* _Input records_
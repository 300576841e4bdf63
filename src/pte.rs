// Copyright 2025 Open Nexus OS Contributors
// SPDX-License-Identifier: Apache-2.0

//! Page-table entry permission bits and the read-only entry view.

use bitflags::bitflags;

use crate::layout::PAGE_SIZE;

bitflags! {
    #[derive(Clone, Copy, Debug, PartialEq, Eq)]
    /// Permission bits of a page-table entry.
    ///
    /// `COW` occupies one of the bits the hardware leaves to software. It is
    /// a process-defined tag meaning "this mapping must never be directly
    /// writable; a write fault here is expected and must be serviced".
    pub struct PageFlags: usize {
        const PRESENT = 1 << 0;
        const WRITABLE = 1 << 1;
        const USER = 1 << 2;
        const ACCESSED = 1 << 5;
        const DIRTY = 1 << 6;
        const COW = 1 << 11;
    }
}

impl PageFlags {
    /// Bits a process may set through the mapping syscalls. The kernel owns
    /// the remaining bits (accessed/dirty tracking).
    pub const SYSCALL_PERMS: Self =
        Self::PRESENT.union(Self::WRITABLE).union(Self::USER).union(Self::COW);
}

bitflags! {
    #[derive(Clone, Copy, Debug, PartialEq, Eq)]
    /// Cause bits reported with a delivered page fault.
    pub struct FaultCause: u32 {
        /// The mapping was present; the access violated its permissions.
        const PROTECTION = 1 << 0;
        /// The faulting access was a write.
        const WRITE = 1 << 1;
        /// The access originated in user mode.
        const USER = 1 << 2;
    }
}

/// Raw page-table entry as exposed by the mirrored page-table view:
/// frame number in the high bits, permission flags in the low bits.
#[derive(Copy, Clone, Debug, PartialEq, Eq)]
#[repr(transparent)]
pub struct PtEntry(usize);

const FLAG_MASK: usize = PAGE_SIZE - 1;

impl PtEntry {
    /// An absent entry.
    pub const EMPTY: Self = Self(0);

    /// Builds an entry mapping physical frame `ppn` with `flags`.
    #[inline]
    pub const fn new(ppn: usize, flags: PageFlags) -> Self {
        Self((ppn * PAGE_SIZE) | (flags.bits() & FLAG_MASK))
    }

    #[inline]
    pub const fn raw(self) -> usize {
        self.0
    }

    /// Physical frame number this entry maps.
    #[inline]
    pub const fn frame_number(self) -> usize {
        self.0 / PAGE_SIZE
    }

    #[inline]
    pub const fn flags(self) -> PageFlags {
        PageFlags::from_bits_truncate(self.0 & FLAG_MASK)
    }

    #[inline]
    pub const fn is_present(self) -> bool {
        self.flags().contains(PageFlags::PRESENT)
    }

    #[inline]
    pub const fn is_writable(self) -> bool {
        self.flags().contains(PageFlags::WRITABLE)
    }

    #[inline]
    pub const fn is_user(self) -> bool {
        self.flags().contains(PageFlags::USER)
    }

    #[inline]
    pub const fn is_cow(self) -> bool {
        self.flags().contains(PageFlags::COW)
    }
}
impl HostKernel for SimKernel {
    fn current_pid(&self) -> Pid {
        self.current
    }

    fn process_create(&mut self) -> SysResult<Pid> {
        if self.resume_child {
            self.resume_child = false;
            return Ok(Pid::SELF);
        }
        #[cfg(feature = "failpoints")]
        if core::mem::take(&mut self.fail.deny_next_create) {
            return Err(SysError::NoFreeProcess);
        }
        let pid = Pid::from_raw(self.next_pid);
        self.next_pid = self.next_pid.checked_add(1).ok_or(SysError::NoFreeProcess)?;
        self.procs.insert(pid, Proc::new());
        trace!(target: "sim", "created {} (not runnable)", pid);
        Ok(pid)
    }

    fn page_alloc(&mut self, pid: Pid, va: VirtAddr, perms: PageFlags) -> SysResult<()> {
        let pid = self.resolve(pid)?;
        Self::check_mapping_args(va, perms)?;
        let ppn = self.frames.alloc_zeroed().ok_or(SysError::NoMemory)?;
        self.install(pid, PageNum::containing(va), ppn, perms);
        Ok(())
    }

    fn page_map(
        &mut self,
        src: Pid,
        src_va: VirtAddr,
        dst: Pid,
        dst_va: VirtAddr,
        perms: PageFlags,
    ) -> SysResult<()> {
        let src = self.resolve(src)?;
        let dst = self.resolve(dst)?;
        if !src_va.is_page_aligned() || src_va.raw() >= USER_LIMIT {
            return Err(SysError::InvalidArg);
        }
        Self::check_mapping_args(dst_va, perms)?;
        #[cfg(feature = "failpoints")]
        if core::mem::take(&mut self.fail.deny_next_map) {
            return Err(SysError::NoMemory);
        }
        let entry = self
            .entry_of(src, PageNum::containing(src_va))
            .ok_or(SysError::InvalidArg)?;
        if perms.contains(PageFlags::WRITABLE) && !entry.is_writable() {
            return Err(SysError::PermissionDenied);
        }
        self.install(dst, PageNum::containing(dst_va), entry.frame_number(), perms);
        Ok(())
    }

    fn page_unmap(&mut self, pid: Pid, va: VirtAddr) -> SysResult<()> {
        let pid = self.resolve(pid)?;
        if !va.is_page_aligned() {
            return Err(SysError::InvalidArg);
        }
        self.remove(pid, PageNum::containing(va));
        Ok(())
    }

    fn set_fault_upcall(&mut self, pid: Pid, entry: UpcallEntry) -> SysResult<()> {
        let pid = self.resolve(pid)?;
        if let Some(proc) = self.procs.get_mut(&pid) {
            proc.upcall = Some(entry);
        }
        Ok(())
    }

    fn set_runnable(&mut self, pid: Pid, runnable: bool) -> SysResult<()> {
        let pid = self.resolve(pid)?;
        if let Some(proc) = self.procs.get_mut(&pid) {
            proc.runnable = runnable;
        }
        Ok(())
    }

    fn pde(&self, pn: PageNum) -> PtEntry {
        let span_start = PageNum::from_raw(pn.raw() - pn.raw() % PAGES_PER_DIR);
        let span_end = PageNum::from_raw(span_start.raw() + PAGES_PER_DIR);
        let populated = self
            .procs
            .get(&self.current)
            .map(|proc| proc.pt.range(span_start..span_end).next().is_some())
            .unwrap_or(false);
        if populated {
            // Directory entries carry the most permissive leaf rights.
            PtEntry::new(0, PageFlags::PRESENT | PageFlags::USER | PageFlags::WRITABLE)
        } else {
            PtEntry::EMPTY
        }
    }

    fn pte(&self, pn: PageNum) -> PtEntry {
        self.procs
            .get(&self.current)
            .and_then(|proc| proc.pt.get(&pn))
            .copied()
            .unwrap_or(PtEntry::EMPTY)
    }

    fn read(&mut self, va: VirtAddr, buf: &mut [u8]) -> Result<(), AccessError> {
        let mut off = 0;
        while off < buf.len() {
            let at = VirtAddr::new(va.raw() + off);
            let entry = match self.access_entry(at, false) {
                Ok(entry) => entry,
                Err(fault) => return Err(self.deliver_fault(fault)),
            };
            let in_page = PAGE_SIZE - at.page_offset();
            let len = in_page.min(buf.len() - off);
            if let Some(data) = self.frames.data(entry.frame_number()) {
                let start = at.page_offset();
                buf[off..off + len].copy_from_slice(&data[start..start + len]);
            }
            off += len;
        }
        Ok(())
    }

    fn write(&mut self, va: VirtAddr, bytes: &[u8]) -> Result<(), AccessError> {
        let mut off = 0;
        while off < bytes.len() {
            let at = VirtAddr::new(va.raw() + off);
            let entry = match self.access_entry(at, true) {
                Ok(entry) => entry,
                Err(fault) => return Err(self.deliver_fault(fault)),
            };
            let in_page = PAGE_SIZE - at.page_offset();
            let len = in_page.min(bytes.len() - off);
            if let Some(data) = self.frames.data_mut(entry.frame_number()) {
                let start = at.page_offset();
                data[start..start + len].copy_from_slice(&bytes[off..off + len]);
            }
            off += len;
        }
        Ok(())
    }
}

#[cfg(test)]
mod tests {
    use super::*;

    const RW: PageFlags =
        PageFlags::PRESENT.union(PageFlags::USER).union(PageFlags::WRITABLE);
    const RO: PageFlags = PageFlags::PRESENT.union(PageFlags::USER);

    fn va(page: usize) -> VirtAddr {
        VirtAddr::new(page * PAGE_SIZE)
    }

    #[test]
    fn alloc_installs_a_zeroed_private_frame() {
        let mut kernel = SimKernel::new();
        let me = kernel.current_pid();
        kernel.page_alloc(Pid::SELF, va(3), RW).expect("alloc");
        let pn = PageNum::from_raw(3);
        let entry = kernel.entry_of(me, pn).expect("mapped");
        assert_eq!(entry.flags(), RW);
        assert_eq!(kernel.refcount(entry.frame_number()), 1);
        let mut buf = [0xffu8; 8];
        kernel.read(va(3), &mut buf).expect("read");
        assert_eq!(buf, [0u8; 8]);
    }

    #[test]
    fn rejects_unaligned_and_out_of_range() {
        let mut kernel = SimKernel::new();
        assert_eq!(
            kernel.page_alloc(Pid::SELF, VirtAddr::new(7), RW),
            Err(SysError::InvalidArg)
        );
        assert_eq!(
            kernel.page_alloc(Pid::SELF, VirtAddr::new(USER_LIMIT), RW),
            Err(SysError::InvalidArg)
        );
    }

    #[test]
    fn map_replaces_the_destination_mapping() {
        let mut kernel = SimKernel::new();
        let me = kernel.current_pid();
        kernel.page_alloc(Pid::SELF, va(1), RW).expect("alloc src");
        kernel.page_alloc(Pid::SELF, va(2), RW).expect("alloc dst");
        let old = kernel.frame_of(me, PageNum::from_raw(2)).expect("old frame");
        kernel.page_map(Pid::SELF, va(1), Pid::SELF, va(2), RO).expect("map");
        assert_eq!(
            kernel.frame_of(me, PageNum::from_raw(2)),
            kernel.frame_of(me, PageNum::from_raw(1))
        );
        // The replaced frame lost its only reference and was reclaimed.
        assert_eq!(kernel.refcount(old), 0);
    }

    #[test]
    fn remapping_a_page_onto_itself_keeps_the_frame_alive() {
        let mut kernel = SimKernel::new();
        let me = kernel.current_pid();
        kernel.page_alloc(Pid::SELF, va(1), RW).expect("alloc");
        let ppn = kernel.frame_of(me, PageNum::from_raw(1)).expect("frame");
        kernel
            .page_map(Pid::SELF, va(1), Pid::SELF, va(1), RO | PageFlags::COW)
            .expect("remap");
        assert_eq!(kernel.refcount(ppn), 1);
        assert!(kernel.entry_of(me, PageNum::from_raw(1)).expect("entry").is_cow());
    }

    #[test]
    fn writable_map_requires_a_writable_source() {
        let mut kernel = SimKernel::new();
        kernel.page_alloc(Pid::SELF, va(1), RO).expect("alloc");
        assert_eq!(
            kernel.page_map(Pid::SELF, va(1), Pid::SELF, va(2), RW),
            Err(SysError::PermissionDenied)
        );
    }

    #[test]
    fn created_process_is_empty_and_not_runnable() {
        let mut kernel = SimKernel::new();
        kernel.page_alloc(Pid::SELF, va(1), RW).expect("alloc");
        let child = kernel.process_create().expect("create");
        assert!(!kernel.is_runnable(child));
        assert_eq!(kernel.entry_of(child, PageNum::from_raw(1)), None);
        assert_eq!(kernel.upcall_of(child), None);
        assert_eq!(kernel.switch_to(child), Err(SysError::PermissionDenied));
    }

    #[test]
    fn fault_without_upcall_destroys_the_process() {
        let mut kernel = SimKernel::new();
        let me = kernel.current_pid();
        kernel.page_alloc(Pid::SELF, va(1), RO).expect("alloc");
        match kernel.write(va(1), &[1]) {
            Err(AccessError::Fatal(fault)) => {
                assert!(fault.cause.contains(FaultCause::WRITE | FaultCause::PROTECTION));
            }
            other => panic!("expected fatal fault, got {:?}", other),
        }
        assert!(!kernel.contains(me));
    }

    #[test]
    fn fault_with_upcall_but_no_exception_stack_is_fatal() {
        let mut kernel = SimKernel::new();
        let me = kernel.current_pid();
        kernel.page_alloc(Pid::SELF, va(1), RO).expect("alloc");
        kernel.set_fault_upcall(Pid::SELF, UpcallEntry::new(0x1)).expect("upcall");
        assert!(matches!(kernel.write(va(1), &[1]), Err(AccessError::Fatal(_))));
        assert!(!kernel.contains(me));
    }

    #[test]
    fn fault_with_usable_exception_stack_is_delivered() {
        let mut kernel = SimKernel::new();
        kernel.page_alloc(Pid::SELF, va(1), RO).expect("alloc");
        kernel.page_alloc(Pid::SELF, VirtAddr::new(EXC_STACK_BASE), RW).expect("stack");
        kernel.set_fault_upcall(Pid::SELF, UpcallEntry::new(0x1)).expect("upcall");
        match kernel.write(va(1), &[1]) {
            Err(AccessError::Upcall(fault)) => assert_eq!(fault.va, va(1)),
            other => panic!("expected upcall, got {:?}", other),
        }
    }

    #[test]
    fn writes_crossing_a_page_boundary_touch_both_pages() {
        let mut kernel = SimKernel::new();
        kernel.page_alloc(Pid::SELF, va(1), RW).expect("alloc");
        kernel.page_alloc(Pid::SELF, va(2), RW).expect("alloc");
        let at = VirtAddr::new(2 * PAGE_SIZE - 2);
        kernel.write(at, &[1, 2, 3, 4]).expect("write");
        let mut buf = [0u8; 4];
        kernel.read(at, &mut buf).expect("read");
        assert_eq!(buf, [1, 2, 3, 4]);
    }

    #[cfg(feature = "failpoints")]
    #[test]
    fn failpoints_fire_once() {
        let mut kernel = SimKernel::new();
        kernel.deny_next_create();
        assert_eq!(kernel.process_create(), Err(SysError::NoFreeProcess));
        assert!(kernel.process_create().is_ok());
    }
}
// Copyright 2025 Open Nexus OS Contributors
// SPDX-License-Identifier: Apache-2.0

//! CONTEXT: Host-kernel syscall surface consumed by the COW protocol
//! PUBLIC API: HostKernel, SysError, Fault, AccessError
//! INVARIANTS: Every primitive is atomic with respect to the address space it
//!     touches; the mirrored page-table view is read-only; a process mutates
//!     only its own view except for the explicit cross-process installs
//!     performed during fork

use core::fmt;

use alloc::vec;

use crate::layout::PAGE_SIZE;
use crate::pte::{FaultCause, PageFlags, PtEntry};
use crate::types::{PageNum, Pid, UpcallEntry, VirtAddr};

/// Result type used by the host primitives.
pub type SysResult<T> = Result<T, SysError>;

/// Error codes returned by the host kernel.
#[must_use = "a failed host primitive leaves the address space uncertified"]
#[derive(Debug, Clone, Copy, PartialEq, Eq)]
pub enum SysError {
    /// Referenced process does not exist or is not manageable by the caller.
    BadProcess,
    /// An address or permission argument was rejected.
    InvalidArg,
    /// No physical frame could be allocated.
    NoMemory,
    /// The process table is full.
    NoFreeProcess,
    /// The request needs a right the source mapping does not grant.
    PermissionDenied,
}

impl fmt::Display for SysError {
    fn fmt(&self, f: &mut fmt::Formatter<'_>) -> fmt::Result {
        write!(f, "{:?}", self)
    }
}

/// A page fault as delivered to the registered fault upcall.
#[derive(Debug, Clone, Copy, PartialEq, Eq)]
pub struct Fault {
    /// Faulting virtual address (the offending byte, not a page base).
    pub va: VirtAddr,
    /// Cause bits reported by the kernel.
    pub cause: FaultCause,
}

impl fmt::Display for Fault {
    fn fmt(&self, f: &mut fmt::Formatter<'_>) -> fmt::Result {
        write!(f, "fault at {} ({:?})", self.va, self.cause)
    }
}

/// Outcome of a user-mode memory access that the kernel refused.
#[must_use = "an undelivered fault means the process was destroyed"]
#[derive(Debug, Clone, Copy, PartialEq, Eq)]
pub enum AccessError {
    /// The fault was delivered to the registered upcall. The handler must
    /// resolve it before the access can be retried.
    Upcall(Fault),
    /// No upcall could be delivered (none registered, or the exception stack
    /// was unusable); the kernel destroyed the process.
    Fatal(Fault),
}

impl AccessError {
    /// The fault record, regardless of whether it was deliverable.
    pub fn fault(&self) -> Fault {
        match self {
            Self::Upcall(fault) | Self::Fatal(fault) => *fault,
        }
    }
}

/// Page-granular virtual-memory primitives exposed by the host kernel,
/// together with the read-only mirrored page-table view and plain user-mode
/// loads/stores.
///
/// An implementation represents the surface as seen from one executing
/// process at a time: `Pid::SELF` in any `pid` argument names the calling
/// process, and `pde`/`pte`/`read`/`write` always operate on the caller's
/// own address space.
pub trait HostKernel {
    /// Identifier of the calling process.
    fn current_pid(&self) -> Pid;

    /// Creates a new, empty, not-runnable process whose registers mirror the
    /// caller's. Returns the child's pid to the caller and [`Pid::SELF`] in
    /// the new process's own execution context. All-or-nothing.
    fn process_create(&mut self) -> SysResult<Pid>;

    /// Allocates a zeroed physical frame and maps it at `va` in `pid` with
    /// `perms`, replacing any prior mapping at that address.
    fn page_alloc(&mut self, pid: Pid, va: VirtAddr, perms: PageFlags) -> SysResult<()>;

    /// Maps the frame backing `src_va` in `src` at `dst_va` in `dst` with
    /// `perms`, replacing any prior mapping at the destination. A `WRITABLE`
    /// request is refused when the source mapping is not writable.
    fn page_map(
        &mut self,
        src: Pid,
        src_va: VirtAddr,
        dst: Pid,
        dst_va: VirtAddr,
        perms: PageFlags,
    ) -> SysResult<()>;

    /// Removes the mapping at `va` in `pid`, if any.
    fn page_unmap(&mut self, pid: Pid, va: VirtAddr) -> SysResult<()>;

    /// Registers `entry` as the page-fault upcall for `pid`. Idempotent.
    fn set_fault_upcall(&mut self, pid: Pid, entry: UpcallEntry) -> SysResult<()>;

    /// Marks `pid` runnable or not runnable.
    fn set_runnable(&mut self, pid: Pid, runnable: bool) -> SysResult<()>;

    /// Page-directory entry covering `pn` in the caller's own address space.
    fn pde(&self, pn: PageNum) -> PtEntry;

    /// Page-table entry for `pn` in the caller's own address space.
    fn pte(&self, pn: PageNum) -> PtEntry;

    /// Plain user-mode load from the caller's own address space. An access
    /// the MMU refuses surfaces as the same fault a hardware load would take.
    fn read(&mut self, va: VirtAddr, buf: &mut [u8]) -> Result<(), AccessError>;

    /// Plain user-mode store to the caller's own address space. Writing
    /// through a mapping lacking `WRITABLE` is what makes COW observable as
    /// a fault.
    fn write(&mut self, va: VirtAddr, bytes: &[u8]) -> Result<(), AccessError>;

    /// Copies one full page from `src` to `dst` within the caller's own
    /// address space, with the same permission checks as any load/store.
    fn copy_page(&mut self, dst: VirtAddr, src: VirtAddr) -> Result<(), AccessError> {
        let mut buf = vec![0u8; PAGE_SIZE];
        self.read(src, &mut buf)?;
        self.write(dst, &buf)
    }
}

* _Try it_
Copy each line containing the word "UpcallEntry" from the data.

* _Result of this task_
    fn set_fault_upcall(&mut self, pid: Pid, entry: UpcallEntry) -> SysResult<()> {
        kernel.set_fault_upcall(Pid::SELF, UpcallEntry::new(0x1)).expect("upcall");
        kernel.set_fault_upcall(Pid::SELF, UpcallEntry::new(0x1)).expect("upcall");
use crate::types::{PageNum, Pid, UpcallEntry, VirtAddr};
    fn set_fault_upcall(&mut self, pid: Pid, entry: UpcallEntry) -> SysResult<()>;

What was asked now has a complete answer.